The view function showed that the dataset contains date, time, text, blank values and some numerical values. Previewing the structure of a flights data frame after running the glimpse and str functions, the following where observed;
Flights %>%
summarize(max_length = max(nchar(time_hour)),
min_length = min(nchar(time_hour))) # maxlength is 19 and min length is 19
## max_length min_length
## 1 19 19
Flights <- Flights %>%
mutate(schd_dep_date = as.Date(paste(year, month, day, sep = "-"))) %>%
select(id, schd_dep_date, dep_time, sched_dep_time, dep_delay, arr_time, sched_arr_time, arr_delay, carrier,
flight, tailnum, origin, dest, air_time, distance, name, -hour, -minute, -year, -month, -day, -time_hour)
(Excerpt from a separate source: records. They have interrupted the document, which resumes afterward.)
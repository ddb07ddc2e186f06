//! # reelid-store
//!
//! Durable key/value storage for cached metadata records.
//!
//! The store is a single flat namespace of string keys mapping to JSON
//! values, backed by SQLite with r2d2 connection pooling. Writes are
//! whole-record replacements; entries are overwritten in place and never
//! deleted. Freshness policy is the caller's concern — the store itself
//! enforces no TTL.

pub mod kv;
pub mod migrations;
pub mod pool;

pub use pool::{get_conn, init_memory_pool, init_pool, DbPool, PooledConnection};
//! Title cleanup and year extraction.

use once_cell::sync::Lazy;
use regex::Regex;

static YEAR_RE: Lazy<Regex> = Lazy::new(|| Regex::new(r"\b(19\d{2}|20\d{2})\b").unwrap());

static SEPARATOR_RE: Lazy<Regex> = Lazy::new(|| Regex::new(r"[._]+").unwrap());

static BRACKET_RE: Lazy<Regex> = Lazy::new(|| Regex::new(r"[\[\]\(\)\{\}]+").unwrap());

static MULTI_SPACE_RE: Lazy<Regex> = Lazy::new(|| Regex::new(r"\s+").unwrap());

/// Find the most plausible release year: the **last** year-shaped token in
/// the scanned region. Returns the year and its byte offset.
///
/// Scanning last-to-first keeps a leading year-shaped title ("1923", "2012")
/// intact while still catching the real year in "2012.2009.1080p".
pub fn extract_year(input: &str) -> Option<(u16, usize)> {
    YEAR_RE
        .find_iter(input)
        .last()
        .and_then(|m| m.as_str().parse::<u16>().ok().map(|y| (y, m.start())))
}

/// Normalize a raw title fragment: separators to spaces, brackets removed,
/// whitespace collapsed, stray leading/trailing dashes trimmed.
pub fn clean(input: &str) -> String {
    let no_sep = SEPARATOR_RE.replace_all(input, " ");
    let no_brackets = BRACKET_RE.replace_all(&no_sep, " ");
    let collapsed = MULTI_SPACE_RE.replace_all(&no_brackets, " ");
    collapsed
        .trim()
        .trim_matches('-')
        .trim()
        .to_string()
}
time_columns <- c("dep_time", "sched_dep_time", "arr_time", "sched_arr_time")
Flights <- Flights %>%
mutate(across(all_of(time_columns), ~ as.POSIXct(sprintf("%04d", .), format = "%H%M"))) %>%
mutate(across(all_of(time_columns), ~ format(., format = "%H:%M")))
glimpse(Flights)
## Rows: 336,776
## Columns: 16
## $ id <int> 0, 1, 2, 3, 4, 5, 6, 7, 8, 9, 10, 11, 12, 13, 14, 15, 1…
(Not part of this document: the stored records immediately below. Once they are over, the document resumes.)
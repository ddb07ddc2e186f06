//! Key/value cache queries.
//!
//! The cache contract is deliberately small: `get`, `set`, `has`. Values are
//! arbitrary JSON documents. `set` is a whole-record upsert, so concurrent
//! writers racing on the same key can only replace complete records — a
//! redundant re-fetch is acceptable, a torn record is not.

use rusqlite::{params, Connection, OptionalExtension};
use serde_json::Value;

use reelid_common::{Error, Result};

/// Fetch a value by key. Returns `None` when the key is absent.
pub fn get(conn: &Connection, key: &str) -> Result<Option<Value>> {
    let raw: Option<String> = conn
        .query_row("SELECT value FROM cache WHERE key = ?1", params![key], |row| {
            row.get(0)
        })
        .optional()
        .map_err(|e| Error::storage(format!("cache get failed for {key}: {e}")))?;

    match raw {
        Some(text) => {
            let value = serde_json::from_str(&text)
                .map_err(|e| Error::storage(format!("cache entry for {key} is not JSON: {e}")))?;
            Ok(Some(value))
        }
        None => Ok(None),
    }
}

/// Store a value under a key, replacing any existing record.
pub fn set(conn: &Connection, key: &str, value: &Value) -> Result<()> {
    let text = serde_json::to_string(value)
        .map_err(|e| Error::storage(format!("cache value for {key} failed to serialize: {e}")))?;

    conn.execute(
        "INSERT INTO cache (key, value, updated_at) VALUES (?1, ?2, datetime('now'))
         ON CONFLICT(key) DO UPDATE SET value = excluded.value, updated_at = excluded.updated_at",
        params![key, text],
    )
    .map_err(|e| Error::storage(format!("cache set failed for {key}: {e}")))?;

    Ok(())
}

/// Check whether a key exists.
pub fn has(conn: &Connection, key: &str) -> Result<bool> {
    let count: i64 = conn
        .query_row(
            "SELECT COUNT(*) FROM cache WHERE key = ?1",
            params![key],
            |row| row.get(0),
        )
        .map_err(|e| Error::storage(format!("cache has failed for {key}: {e}")))?;

    Ok(count > 0)
}

#[cfg(test)]
mod tests {
    use super::*;
    use crate::pool::{get_conn, init_memory_pool};
    use serde_json::json;

    #[test]
    fn test_get_absent_key() {
        let pool = init_memory_pool().unwrap();
        let conn = get_conn(&pool).unwrap();

        assert!(get(&conn, "tt0000001").unwrap().is_none());
        assert!(!has(&conn, "tt0000001").unwrap());
    }

    #[test]
    fn test_set_then_get() {
        let pool = init_memory_pool().unwrap();
        let conn = get_conn(&pool).unwrap();

        let value = json!({"title": "The Matrix", "year": 1999});
        set(&conn, "tt0133093", &value).unwrap();

        assert!(has(&conn, "tt0133093").unwrap());
        assert_eq!(get(&conn, "tt0133093").unwrap(), Some(value));
    }

    #[test]
    fn test_set_overwrites_in_place() {
        let pool = init_memory_pool().unwrap();
        let conn = get_conn(&pool).unwrap();

        set(&conn, "tt0133093_1", &json!({"cached_at": "old"})).unwrap();
        set(&conn, "tt0133093_1", &json!({"cached_at": "new"})).unwrap();

        let value = get(&conn, "tt0133093_1").unwrap().unwrap();
        assert_eq!(value["cached_at"], "new");

        let count: i64 = conn
            .query_row("SELECT COUNT(*) FROM cache", [], |row| row.get(0))
            .unwrap();
        assert_eq!(count, 1);
    }

    #[test]
    fn test_season_keys_share_namespace_with_show_keys() {
        let pool = init_memory_pool().unwrap();
        let conn = get_conn(&pool).unwrap();

        set(&conn, "tt0903747", &json!({"title": "Breaking Bad"})).unwrap();
        set(&conn, "tt0903747_2", &json!({"episodes": []})).unwrap();

        assert!(has(&conn, "tt0903747").unwrap());
        assert!(has(&conn, "tt0903747_2").unwrap());
        assert!(!has(&conn, "tt0903747_3").unwrap());
    }
}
## $ schd_dep_date <date> 2013-01-01, 2013-01-01, 2013-01-01, 2013-01-01, 2013-0…
## $ dep_time <chr> "05:17", "05:33", "05:42", "05:44", "05:54", "05:54", "…
## $ sched_dep_time <chr> "05:15", "05:29", "05:40", "05:45", "06:00", "05:58", "…
## $ dep_delay <dbl> 2, 4, 2, -1, -6, -4, -5, -3, -3, -2, -2, -2, -2, -2, -1…
## $ arr_time <chr> "08:30", "08:50", "09:23", "10:04", "08:12", "07:40", "…
## $ sched_arr_time <chr> "08:19", "08:30", "08:50", "10:22", "08:37", "07:28", "…
## $ arr_delay <dbl> 11, 20, 33, -18, -25, 12, 19, -14, -8, 8, -2, -3, 7, -1…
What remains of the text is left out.